Stored items
■ ■ ■ ■ ■ ■ ■
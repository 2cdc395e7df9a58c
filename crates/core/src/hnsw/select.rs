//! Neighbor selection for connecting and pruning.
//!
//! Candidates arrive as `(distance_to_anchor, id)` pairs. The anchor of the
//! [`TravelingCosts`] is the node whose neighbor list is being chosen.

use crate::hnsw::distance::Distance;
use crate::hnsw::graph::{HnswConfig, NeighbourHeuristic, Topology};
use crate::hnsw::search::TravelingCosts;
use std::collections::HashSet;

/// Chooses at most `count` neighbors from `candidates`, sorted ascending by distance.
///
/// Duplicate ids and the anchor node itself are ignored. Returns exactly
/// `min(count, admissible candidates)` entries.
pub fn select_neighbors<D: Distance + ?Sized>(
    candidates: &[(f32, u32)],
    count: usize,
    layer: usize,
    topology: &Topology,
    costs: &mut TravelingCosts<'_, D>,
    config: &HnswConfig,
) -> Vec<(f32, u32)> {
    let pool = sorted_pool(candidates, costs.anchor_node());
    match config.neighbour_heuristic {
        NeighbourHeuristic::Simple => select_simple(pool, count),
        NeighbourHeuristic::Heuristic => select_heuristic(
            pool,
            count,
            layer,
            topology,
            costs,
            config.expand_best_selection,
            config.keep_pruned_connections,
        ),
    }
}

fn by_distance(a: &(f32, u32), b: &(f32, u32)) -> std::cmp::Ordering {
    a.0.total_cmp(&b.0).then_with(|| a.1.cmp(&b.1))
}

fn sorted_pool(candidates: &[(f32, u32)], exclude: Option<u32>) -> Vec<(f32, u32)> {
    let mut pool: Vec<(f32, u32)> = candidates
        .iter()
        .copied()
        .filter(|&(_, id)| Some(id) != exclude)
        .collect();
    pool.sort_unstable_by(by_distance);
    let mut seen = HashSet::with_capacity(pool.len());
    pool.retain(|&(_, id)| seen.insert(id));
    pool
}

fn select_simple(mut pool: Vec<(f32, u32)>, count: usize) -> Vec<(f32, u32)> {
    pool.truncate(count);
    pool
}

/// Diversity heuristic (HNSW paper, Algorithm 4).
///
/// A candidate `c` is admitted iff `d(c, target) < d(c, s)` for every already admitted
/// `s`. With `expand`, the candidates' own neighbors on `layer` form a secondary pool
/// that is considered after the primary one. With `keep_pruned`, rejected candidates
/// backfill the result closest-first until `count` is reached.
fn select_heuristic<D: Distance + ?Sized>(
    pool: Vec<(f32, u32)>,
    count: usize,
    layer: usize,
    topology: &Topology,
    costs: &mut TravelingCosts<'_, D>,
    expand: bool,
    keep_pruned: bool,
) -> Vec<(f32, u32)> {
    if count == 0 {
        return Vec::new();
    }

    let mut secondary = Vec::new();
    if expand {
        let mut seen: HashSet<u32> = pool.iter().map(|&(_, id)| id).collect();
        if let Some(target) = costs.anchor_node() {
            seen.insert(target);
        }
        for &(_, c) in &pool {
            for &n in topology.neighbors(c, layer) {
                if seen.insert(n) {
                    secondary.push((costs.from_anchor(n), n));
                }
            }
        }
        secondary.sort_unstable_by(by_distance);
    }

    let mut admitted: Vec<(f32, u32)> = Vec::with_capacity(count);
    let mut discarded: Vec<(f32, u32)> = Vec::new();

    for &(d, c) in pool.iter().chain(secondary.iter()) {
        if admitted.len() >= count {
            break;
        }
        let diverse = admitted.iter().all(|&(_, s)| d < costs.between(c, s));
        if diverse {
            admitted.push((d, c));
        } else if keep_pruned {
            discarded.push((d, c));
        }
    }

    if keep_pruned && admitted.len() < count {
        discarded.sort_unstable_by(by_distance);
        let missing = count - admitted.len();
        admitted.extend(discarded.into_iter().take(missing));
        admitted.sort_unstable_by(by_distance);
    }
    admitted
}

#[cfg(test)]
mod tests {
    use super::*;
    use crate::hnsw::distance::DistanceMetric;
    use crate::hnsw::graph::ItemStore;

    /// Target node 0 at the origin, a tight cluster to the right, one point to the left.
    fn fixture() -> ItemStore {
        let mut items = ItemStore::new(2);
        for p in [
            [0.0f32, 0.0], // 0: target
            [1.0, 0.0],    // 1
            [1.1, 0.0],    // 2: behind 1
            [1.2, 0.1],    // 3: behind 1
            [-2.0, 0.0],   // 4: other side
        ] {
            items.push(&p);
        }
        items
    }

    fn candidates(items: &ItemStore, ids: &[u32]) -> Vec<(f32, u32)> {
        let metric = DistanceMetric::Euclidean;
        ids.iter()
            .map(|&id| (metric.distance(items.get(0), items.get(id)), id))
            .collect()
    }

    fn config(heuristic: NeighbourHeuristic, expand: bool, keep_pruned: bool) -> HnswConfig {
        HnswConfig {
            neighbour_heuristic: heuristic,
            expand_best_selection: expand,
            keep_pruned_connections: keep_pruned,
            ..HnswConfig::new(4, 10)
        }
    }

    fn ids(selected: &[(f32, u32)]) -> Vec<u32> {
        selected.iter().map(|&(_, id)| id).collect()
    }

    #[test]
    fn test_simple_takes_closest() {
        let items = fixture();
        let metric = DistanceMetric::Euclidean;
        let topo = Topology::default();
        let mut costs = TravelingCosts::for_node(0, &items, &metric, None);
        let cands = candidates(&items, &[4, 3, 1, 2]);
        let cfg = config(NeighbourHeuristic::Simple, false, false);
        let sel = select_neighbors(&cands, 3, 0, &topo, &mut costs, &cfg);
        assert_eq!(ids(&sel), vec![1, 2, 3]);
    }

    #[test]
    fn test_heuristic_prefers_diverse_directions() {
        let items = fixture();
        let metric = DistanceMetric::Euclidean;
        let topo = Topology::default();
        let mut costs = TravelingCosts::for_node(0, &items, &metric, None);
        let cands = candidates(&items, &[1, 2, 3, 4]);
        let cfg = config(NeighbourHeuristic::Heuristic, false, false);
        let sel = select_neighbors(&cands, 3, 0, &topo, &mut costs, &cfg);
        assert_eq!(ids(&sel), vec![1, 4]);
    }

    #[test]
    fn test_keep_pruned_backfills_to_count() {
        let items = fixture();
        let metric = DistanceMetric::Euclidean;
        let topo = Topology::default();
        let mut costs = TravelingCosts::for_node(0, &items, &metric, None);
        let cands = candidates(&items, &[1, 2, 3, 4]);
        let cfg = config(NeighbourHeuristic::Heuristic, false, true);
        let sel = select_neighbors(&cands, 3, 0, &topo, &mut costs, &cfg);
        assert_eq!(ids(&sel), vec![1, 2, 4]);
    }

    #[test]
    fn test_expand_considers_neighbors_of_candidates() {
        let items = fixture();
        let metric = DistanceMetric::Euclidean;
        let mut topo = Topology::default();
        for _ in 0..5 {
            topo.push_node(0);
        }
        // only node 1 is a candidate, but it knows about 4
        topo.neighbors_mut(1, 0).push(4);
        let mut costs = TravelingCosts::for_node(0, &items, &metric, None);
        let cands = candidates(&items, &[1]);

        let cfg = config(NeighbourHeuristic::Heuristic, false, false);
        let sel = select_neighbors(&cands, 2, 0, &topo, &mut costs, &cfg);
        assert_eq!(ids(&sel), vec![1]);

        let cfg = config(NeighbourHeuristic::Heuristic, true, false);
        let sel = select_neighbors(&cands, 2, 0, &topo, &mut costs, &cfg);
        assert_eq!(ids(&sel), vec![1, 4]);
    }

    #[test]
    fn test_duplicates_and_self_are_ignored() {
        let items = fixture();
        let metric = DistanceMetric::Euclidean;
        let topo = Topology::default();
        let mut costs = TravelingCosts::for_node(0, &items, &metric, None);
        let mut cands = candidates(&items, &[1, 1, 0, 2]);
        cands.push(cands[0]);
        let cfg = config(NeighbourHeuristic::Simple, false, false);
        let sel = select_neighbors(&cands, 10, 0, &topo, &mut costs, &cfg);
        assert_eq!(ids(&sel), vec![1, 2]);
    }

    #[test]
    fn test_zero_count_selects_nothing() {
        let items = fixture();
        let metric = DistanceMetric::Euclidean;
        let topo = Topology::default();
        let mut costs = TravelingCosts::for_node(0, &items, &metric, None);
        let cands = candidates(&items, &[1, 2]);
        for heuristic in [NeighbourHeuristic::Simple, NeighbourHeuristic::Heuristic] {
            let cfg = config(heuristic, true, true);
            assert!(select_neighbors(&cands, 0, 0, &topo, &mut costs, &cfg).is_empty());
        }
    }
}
■ ■ ■ ■ ■ ■ ■
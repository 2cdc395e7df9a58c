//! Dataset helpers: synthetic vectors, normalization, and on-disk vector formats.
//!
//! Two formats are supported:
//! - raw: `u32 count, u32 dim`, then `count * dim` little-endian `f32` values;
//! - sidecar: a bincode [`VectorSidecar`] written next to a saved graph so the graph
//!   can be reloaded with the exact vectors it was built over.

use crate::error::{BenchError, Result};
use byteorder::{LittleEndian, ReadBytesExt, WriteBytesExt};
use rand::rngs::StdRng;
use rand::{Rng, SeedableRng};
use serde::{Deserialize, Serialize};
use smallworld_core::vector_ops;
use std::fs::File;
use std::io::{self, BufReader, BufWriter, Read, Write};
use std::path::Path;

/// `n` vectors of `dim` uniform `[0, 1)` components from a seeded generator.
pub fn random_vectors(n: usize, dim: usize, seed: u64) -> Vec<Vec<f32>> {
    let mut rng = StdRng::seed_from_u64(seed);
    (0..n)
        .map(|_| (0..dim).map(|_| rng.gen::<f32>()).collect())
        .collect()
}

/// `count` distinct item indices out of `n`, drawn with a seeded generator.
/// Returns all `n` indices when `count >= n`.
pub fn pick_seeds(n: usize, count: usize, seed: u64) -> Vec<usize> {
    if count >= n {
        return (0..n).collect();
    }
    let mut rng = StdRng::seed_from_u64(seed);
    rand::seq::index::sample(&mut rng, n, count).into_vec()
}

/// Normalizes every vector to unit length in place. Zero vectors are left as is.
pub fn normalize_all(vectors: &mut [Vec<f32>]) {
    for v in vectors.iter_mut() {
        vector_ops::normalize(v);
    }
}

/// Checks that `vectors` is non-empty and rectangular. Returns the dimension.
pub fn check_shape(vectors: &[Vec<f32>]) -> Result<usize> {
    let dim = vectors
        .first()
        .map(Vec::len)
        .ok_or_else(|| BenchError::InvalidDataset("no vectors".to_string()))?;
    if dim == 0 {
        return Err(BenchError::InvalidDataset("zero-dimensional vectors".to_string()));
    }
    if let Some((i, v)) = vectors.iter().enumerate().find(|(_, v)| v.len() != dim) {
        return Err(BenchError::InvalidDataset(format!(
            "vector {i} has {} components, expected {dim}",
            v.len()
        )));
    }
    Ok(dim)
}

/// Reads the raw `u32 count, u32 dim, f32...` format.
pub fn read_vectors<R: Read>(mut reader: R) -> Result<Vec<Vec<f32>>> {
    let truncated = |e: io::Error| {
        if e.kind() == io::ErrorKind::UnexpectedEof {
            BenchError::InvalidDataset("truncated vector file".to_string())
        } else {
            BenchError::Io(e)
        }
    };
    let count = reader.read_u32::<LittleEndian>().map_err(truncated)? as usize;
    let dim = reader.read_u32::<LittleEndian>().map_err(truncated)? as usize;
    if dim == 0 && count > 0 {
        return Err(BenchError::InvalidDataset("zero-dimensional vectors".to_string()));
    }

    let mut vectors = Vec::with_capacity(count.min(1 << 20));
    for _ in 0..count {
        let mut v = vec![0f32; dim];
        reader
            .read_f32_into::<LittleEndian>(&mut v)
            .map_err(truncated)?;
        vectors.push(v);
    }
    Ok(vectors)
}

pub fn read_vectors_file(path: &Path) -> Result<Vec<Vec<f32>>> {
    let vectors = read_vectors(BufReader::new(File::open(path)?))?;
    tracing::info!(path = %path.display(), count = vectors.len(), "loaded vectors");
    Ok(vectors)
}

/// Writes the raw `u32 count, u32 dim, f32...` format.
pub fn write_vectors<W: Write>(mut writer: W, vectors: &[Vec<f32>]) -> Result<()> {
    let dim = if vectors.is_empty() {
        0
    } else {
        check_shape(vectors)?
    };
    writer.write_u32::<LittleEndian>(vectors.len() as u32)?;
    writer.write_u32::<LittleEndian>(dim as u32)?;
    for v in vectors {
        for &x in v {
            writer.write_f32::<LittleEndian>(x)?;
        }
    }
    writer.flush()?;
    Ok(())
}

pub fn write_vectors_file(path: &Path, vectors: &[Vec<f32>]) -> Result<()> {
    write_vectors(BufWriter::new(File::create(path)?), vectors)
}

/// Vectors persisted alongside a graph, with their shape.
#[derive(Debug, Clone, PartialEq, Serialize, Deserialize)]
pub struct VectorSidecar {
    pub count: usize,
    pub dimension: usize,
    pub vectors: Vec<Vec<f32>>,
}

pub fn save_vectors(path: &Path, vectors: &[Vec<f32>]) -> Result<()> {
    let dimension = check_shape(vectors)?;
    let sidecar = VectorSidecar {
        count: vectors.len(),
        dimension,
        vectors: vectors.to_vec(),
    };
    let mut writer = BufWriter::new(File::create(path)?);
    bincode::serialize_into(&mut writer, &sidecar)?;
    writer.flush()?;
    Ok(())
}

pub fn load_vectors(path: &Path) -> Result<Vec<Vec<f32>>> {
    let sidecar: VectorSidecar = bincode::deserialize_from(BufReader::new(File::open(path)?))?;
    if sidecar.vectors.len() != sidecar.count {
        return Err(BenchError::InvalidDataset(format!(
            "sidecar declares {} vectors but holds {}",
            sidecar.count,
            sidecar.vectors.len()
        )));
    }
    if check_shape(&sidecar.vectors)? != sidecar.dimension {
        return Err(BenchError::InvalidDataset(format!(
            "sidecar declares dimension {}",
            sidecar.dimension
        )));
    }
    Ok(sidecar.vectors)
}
■ ■ ■ ■ ■ ■ ■
[PROBLEM TO SOLVE]: The required answer is the run of lines above, starting at the line with "for &x in v" and ending at the line with "bincode::serialize_into(&mut writer, &sidecar)?;", reproduced exactly with both ends.

[SOLUTION]:
        for &x in v {
            writer.write_f32::<LittleEndian>(x)?;
        }
    }
    writer.flush()?;
    Ok(())
}

pub fn write_vectors_file(path: &Path, vectors: &[Vec<f32>]) -> Result<()> {
    write_vectors(BufWriter::new(File::create(path)?), vectors)
}

/// Vectors persisted alongside a graph, with their shape.
#[derive(Debug, Clone, PartialEq, Serialize, Deserialize)]
pub struct VectorSidecar {
    pub count: usize,
    pub dimension: usize,
    pub vectors: Vec<Vec<f32>>,
}

pub fn save_vectors(path: &Path, vectors: &[Vec<f32>]) -> Result<()> {
    let dimension = check_shape(vectors)?;
    let sidecar = VectorSidecar {
        count: vectors.len(),
        dimension,
        vectors: vectors.to_vec(),
    };
    let mut writer = BufWriter::new(File::create(path)?);
    bincode::serialize_into(&mut writer, &sidecar)?;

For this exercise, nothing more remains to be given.